• _Extracted records_:
——
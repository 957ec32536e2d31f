pub mod audio;
pub mod cli;
pub mod config;
pub mod event;
pub mod http;
pub mod lifecycle;
pub mod model;
pub mod ui;
pub mod util;
use ratatui::crossterm::event::{KeyCode, KeyEvent, KeyModifiers};

use crate::ui::traits::Action;

/// Global bindings, consulted only when the active view ignored the key.
pub struct InputHandler;

impl InputHandler {
    pub fn handle_key(key: KeyEvent) -> Option<Action> {
        match (key.code, key.modifiers) {
            (KeyCode::Char('c'), KeyModifiers::CONTROL) => Some(Action::Quit),
            (KeyCode::Char('q'), _) => Some(Action::Quit),
            (KeyCode::Esc, _) => Some(Action::Back),
            _ => None,
        }
    }
}
use std::sync::Arc;

use anyhow::Result;
use clap::Parser;
use clap_serde_derive::ClapSerde;
use tokio::net::TcpListener;
use tracing::{error, info, warn};

use rec_note::config::Config;
use rec_note::model::gemini::GeminiClient;
use rec_note::telemetry::init_telemetry;
use rec_note::{create_router, AppState};

#[cfg(unix)]
#[global_allocator]
static GLOBAL: tikv_jemallocator::Jemalloc = tikv_jemallocator::Jemalloc;

const DEFAULT_CONFIG_FILE: &str = "RecNote.toml";

#[derive(Parser)]
#[command(author, version, about, long_about = None)]
struct Args {
    /// Path to the configuration file
    #[arg(short, long, env, default_value = DEFAULT_CONFIG_FILE)]
    config_file: String,

    /// Configuration options
    #[command(flatten)]
    pub opt_config: <Config as ClapSerde>::Opt,
}

#[tokio::main]
async fn main() -> Result<()> {
    let args = Args::parse();
    let config = match Config::from_toml(&args.config_file) {
        Ok(file_config) => Config::from(file_config).merge(args.opt_config),
        Err(err) => {
            if args.config_file != DEFAULT_CONFIG_FILE {
                eprintln!(
                    "Failed to read configuration file {} with error: {}",
                    args.config_file, err
                );
                std::process::exit(1);
            }
            Config::default().merge(args.opt_config)
        }
    };

    init_telemetry(config.otel_endpoint().as_deref())?;

    if config.gemini_api_key.is_empty() {
        warn!("GEMINI_API_KEY is not set, every model call will be rejected");
    }
    let model = GeminiClient::new(
        &config.gemini_api_base,
        &config.gemini_model,
        config.gemini_api_key.clone(),
        config.model_timeout(),
    )?;
    info!(endpoint = %model.endpoint(), "Using Gemini model");

    let upload_dir = config.upload_dir();
    tokio::fs::create_dir_all(&upload_dir).await?;

    let router = create_router(AppState {
        model: Arc::new(model),
        upload_dir,
        max_upload_bytes: config.max_upload_bytes,
    });

    let listener = TcpListener::bind(format!("{}:{}", config.address, config.port)).await?;
    info!("RecNote backend running on {}", listener.local_addr()?);

    axum::serve(listener, router)
        .with_graceful_shutdown(shutdown_signal())
        .await?;
    Ok(())
}

async fn shutdown_signal() {
    match tokio::signal::ctrl_c().await {
        Ok(()) => info!("Shutting down..."),
        Err(e) => error!("Failed to listen for shutdown signal: {}", e),
    }
}
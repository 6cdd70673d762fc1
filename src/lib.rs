pub mod config;
pub mod error;
pub mod mime;
pub mod model;
pub mod pipeline;
pub mod routes;
pub mod telemetry;
pub mod upload;

pub use routes::{create_router, AppState};
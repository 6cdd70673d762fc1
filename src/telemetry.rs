use std::time::Duration;

use anyhow::{Context, Result};
use opentelemetry::global;
use opentelemetry::trace::TracerProvider as _;
use opentelemetry::KeyValue;
use opentelemetry_otlp::{TonicExporterBuilder, WithExportConfig};
use opentelemetry_sdk::propagation::TraceContextPropagator;
use opentelemetry_sdk::trace::Config;
use opentelemetry_sdk::{runtime, Resource};
use opentelemetry_semantic_conventions::resource::{SERVICE_NAME, SERVICE_VERSION};
use tracing_opentelemetry::{MetricsLayer, OpenTelemetryLayer};
use tracing_subscriber::layer::SubscriberExt;
use tracing_subscriber::util::SubscriberInitExt;
use tracing_subscriber::EnvFilter;
use tracing_subscriber::Registry;

/// Installs the global subscriber. Console output is always on, OTLP export only
/// when an `endpoint` is given.
pub fn init_telemetry(endpoint: Option<&str>) -> Result<()> {
    let filter = EnvFilter::try_from_default_env().unwrap_or(EnvFilter::new("INFO"));
    let registry = Registry::default()
        .with(filter)
        .with(tracing_subscriber::fmt::layer());

    let Some(endpoint) = endpoint else {
        registry.try_init()?;
        return Ok(());
    };

    let service_resource = Resource::new(vec![
        KeyValue::new(SERVICE_NAME, env!("CARGO_PKG_NAME")),
        KeyValue::new(SERVICE_VERSION, env!("CARGO_PKG_VERSION")),
    ]);

    let tracer_provider = opentelemetry_otlp::new_pipeline()
        .tracing()
        .with_exporter(build_tonic_exporter(endpoint))
        .with_trace_config(Config::default().with_resource(service_resource.clone()))
        .install_batch(runtime::Tokio)
        .context("Failed to install tracer")?;
    let tracer = tracer_provider.tracer(env!("CARGO_PKG_NAME"));
    global::set_tracer_provider(tracer_provider);

    let meter = opentelemetry_otlp::new_pipeline()
        .metrics(runtime::Tokio)
        .with_exporter(build_tonic_exporter(endpoint))
        .with_resource(service_resource)
        .build()
        .context("Failed to install meter")?;

    global::set_text_map_propagator(TraceContextPropagator::new());
    registry
        .with(OpenTelemetryLayer::new(tracer))
        .with(MetricsLayer::new(meter))
        .try_init()?;
    Ok(())
}

fn build_tonic_exporter(endpoint: &str) -> TonicExporterBuilder {
    opentelemetry_otlp::new_exporter()
        .tonic()
        .with_timeout(Duration::from_secs(15))
        .with_endpoint(endpoint)
}
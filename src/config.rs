use std::path::PathBuf;
use std::time::Duration;

use anyhow::Result;
use clap_serde_derive::ClapSerde;

pub const DEFAULT_GEMINI_API_BASE: &str = "https://generativelanguage.googleapis.com/v1beta";

// 50 MiB
pub const DEFAULT_MAX_UPLOAD_BYTES: usize = 50 * 1024 * 1024;

#[derive(ClapSerde)]
pub struct Config {
    /// The address the listener binds to
    #[default("0.0.0.0".to_string())]
    #[arg(short, long, env)]
    pub address: String,

    /// The port the listener binds to
    #[default(3000)]
    #[arg(short, long, env)]
    pub port: u16,

    /// API key for the Gemini generative language API
    #[default(String::new())]
    #[arg(long, env, hide_env_values = true)]
    pub gemini_api_key: String,

    /// Gemini model used for both transcription and summarization
    #[default("gemini-1.5-flash".to_string())]
    #[arg(long, env)]
    pub gemini_model: String,

    /// Base URL of the Gemini REST API
    #[default(DEFAULT_GEMINI_API_BASE.to_string())]
    #[arg(long, env)]
    pub gemini_api_base: String,

    /// Timeout in seconds for a single model call, 0 waits indefinitely
    #[default(0)]
    #[arg(long, env)]
    pub model_timeout_secs: u64,

    /// Largest accepted upload in bytes
    #[default(DEFAULT_MAX_UPLOAD_BYTES)]
    #[arg(long, env)]
    pub max_upload_bytes: usize,

    /// Directory uploads are staged in, defaults to the system temp directory
    #[default(String::new())]
    #[arg(long, env)]
    pub upload_dir: String,

    /// OTLP collector endpoint, telemetry export is disabled when empty
    #[default(String::new())]
    #[arg(long, env)]
    pub otel_endpoint: String,
}

impl Config {
    pub fn from_toml(path: &str) -> Result<<Self as ClapSerde>::Opt> {
        let str = std::fs::read_to_string(path)?;
        let config = toml::from_str(&str)?;
        Ok(config)
    }

    pub fn upload_dir(&self) -> PathBuf {
        if self.upload_dir.is_empty() {
            std::env::temp_dir()
        } else {
            PathBuf::from(&self.upload_dir)
        }
    }

    pub fn model_timeout(&self) -> Option<Duration> {
        (self.model_timeout_secs > 0).then(|| Duration::from_secs(self.model_timeout_secs))
    }

    pub fn otel_endpoint(&self) -> Option<String> {
        (!self.otel_endpoint.is_empty()).then(|| self.otel_endpoint.clone())
    }
}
——
• _What is needed_: Among the lines of the data, some contain the word "EnvFilter". How many are there? Reply with the number alone.

• _Answer section_: 2